What is needed:
Go through the entries below and copy each line that holds the word "point".

Start of Input material

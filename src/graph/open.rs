//! The open set: the frontier of a best-first search.
//!
//! Entries are ordered by a [Priority] fixed at insertion time, tie-broken
//! by key so that expansion order is deterministic. The reference backend is
//! an array-backed binary min-heap paired with a hash index from key to heap
//! slot, giving O(log n) push/pop/replace and O(1) membership and lookup.

use std::cmp::Ordering;
use std::collections::{BTreeSet, HashMap};

use crate::arena::NodeId;
use crate::key::Key;

/// Sort key for an open-set entry.
///
/// `primary` and `secondary` are comparator values chosen by the search
/// strategy (h, g, f, or depth/f combinations); the state key breaks ties.
/// Floats compare by `total_cmp`.
#[derive(Debug, Clone)]
pub struct Priority {
    primary: f64,
    secondary: f64,
    key: Key,
}

impl Priority {
    pub(crate) fn new(primary: f64, secondary: f64, key: Key) -> Self {
        Priority {
            primary,
            secondary,
            key,
        }
    }

    pub(crate) fn key(&self) -> &Key {
        &self.key
    }
}

impl PartialEq for Priority {
    fn eq(&self, other: &Self) -> bool {
        self.cmp(other) == Ordering::Equal
    }
}

impl Eq for Priority {}

impl Ord for Priority {
    fn cmp(&self, other: &Self) -> Ordering {
        self.primary
            .total_cmp(&other.primary)
            .then_with(|| self.secondary.total_cmp(&other.secondary))
            .then_with(|| self.key.cmp(&other.key))
    }
}

impl PartialOrd for Priority {
    fn partial_cmp(&self, other: &Self) -> Option<Ordering> {
        Some(self.cmp(other))
    }
}

/// Which open-set backend a search uses.
#[derive(Debug, Clone, Copy, PartialEq, Eq)]
pub enum OpenKind {
    /// Binary min-heap plus key→slot hash index (the default).
    IndexedHeap,
    /// Ordered tree of entries plus a key→entry point index.
    SortedTree,
}

impl Default for OpenKind {
    fn default() -> Self {
        OpenKind::IndexedHeap
    }
}

/// Frontier container for graph searches.
#[derive(Debug)]
pub enum OpenSet {
    Heap(IndexedHeap),
    Tree(SortedTree),
}

impl OpenSet {
    pub(crate) fn new(kind: OpenKind) -> Self {
        match kind {
            OpenKind::IndexedHeap => OpenSet::Heap(IndexedHeap::new()),
            OpenKind::SortedTree => OpenSet::Tree(SortedTree::new()),
        }
    }

    pub(crate) fn push(&mut self, priority: Priority, id: NodeId) {
        match self {
            OpenSet::Heap(heap) => heap.push(priority, id),
            OpenSet::Tree(tree) => tree.push(priority, id),
        }
    }

    /// Removes and returns the entry that sorts first.
    pub(crate) fn pop(&mut self) -> Option<NodeId> {
        match self {
            OpenSet::Heap(heap) => heap.pop(),
            OpenSet::Tree(tree) => tree.pop(),
        }
    }

    /// The entry that sorts first, left in place.
    pub fn peek(&self) -> Option<NodeId> {
        match self {
            OpenSet::Heap(heap) => heap.peek(),
            OpenSet::Tree(tree) => tree.peek(),
        }
    }

    pub fn contains(&self, key: &Key) -> bool {
        self.get(key).is_some()
    }

    pub fn get(&self, key: &Key) -> Option<NodeId> {
        match self {
            OpenSet::Heap(heap) => heap.get(key),
            OpenSet::Tree(tree) => tree.get(key),
        }
    }

    pub(crate) fn priority(&self, key: &Key) -> Option<&Priority> {
        match self {
            OpenSet::Heap(heap) => heap.priority(key),
            OpenSet::Tree(tree) => tree.priority(key),
        }
    }

    /// Replaces the entry for `key` with a strictly better copy. The caller
    /// guarantees the improvement; the heap backend only re-sifts upward.
    pub(crate) fn replace(&mut self, key: &Key, priority: Priority, id: NodeId) {
        match self {
            OpenSet::Heap(heap) => heap.replace(key, priority, id),
            OpenSet::Tree(tree) => tree.replace(key, priority, id),
        }
    }

    pub fn len(&self) -> usize {
        match self {
            OpenSet::Heap(heap) => heap.len(),
            OpenSet::Tree(tree) => tree.len(),
        }
    }

    pub fn is_empty(&self) -> bool {
        self.len() == 0
    }

    pub fn clear(&mut self) {
        match self {
            OpenSet::Heap(heap) => heap.clear(),
            OpenSet::Tree(tree) => tree.clear(),
        }
    }
}

#[derive(Debug)]
struct HeapEntry {
    priority: Priority,
    id: NodeId,
}

/// Binary min-heap with a hash index from key to heap slot.
#[derive(Debug)]
pub struct IndexedHeap {
    heap: Vec<HeapEntry>,
    index: HashMap<Key, usize>,
}

impl IndexedHeap {
    fn new() -> Self {
        IndexedHeap {
            heap: Vec::new(),
            index: HashMap::new(),
        }
    }

    fn push(&mut self, priority: Priority, id: NodeId) {
        let slot = self.heap.len();
        self.index.insert(priority.key().clone(), slot);
        self.heap.push(HeapEntry { priority, id });
        self.sift_up(slot);
    }

    fn pop(&mut self) -> Option<NodeId> {
        if self.heap.is_empty() {
            return None;
        }
        let last = self.heap.len() - 1;
        self.heap.swap(0, last);
        let first = self.heap.pop().unwrap();
        self.index.remove(first.priority.key());
        if !self.heap.is_empty() {
            self.index.insert(self.heap[0].priority.key().clone(), 0);
            self.sift_down(0);
        }
        Some(first.id)
    }

    fn peek(&self) -> Option<NodeId> {
        self.heap.first().map(|entry| entry.id)
    }

    fn get(&self, key: &Key) -> Option<NodeId> {
        self.index.get(key).map(|&slot| self.heap[slot].id)
    }

    fn priority(&self, key: &Key) -> Option<&Priority> {
        self.index.get(key).map(|&slot| &self.heap[slot].priority)
    }

    fn replace(&mut self, key: &Key, priority: Priority, id: NodeId) {
        if let Some(&slot) = self.index.get(key) {
            self.heap[slot] = HeapEntry { priority, id };
            self.sift_up(slot);
        }
    }

    fn len(&self) -> usize {
        self.heap.len()
    }

    fn clear(&mut self) {
        self.heap.clear();
        self.index.clear();
    }

    fn sift_up(&mut self, mut child: usize) {
        while child > 0 {
            let parent = (child - 1) / 2;
            if self.heap[parent].priority <= self.heap[child].priority {
                break;
            }
            self.swap_slots(parent, child);
            child = parent;
        }
    }

    fn sift_down(&mut self, mut parent: usize) {
        loop {
            let left = 2 * parent + 1;
            if left >= self.heap.len() {
                break;
            }
            let right = left + 1;
            let mut smallest = left;
            if right < self.heap.len() && self.heap[right].priority < self.heap[left].priority {
                smallest = right;
            }
            if self.heap[parent].priority <= self.heap[smallest].priority {
                break;
            }
            self.swap_slots(parent, smallest);
            parent = smallest;
        }
    }

    fn swap_slots(&mut self, a: usize, b: usize) {
        self.heap.swap(a, b);
        self.index
            .insert(self.heap[a].priority.key().clone(), a);
        self.index
            .insert(self.heap[b].priority.key().clone(), b);
    }
}

/// Ordered-tree backend: a `BTreeSet` of (priority, node) pairs plus a hash
/// index for point lookups.
#[derive(Debug)]
pub struct SortedTree {
    tree: BTreeSet<(Priority, NodeId)>,
    index: HashMap<Key, (Priority, NodeId)>,
}

impl SortedTree {
    fn new() -> Self {
        SortedTree {
            tree: BTreeSet::new(),
            index: HashMap::new(),
        }
    }

    fn push(&mut self, priority: Priority, id: NodeId) {
        self.index
            .insert(priority.key().clone(), (priority.clone(), id));
        self.tree.insert((priority, id));
    }

    fn pop(&mut self) -> Option<NodeId> {
        let (priority, id) = self.tree.pop_first()?;
        self.index.remove(priority.key());
        Some(id)
    }

    fn peek(&self) -> Option<NodeId> {
        self.tree.iter().next().map(|&(_, id)| id)
    }

    fn get(&self, key: &Key) -> Option<NodeId> {
        self.index.get(key).map(|&(_, id)| id)
    }

    fn priority(&self, key: &Key) -> Option<&Priority> {
        self.index.get(key).map(|(priority, _)| priority)
    }

    fn replace(&mut self, key: &Key, priority: Priority, id: NodeId) {
        if let Some(old) = self.index.remove(key) {
            self.tree.remove(&old);
        }
        self.push(priority, id);
    }

    fn len(&self) -> usize {
        self.tree.len()
    }

    fn clear(&mut self) {
        self.tree.clear();
        self.index.clear();
    }
}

End of Input material

Solution:
    /// Ordered tree of entries plus a key→entry point index.
/// index for point lookups.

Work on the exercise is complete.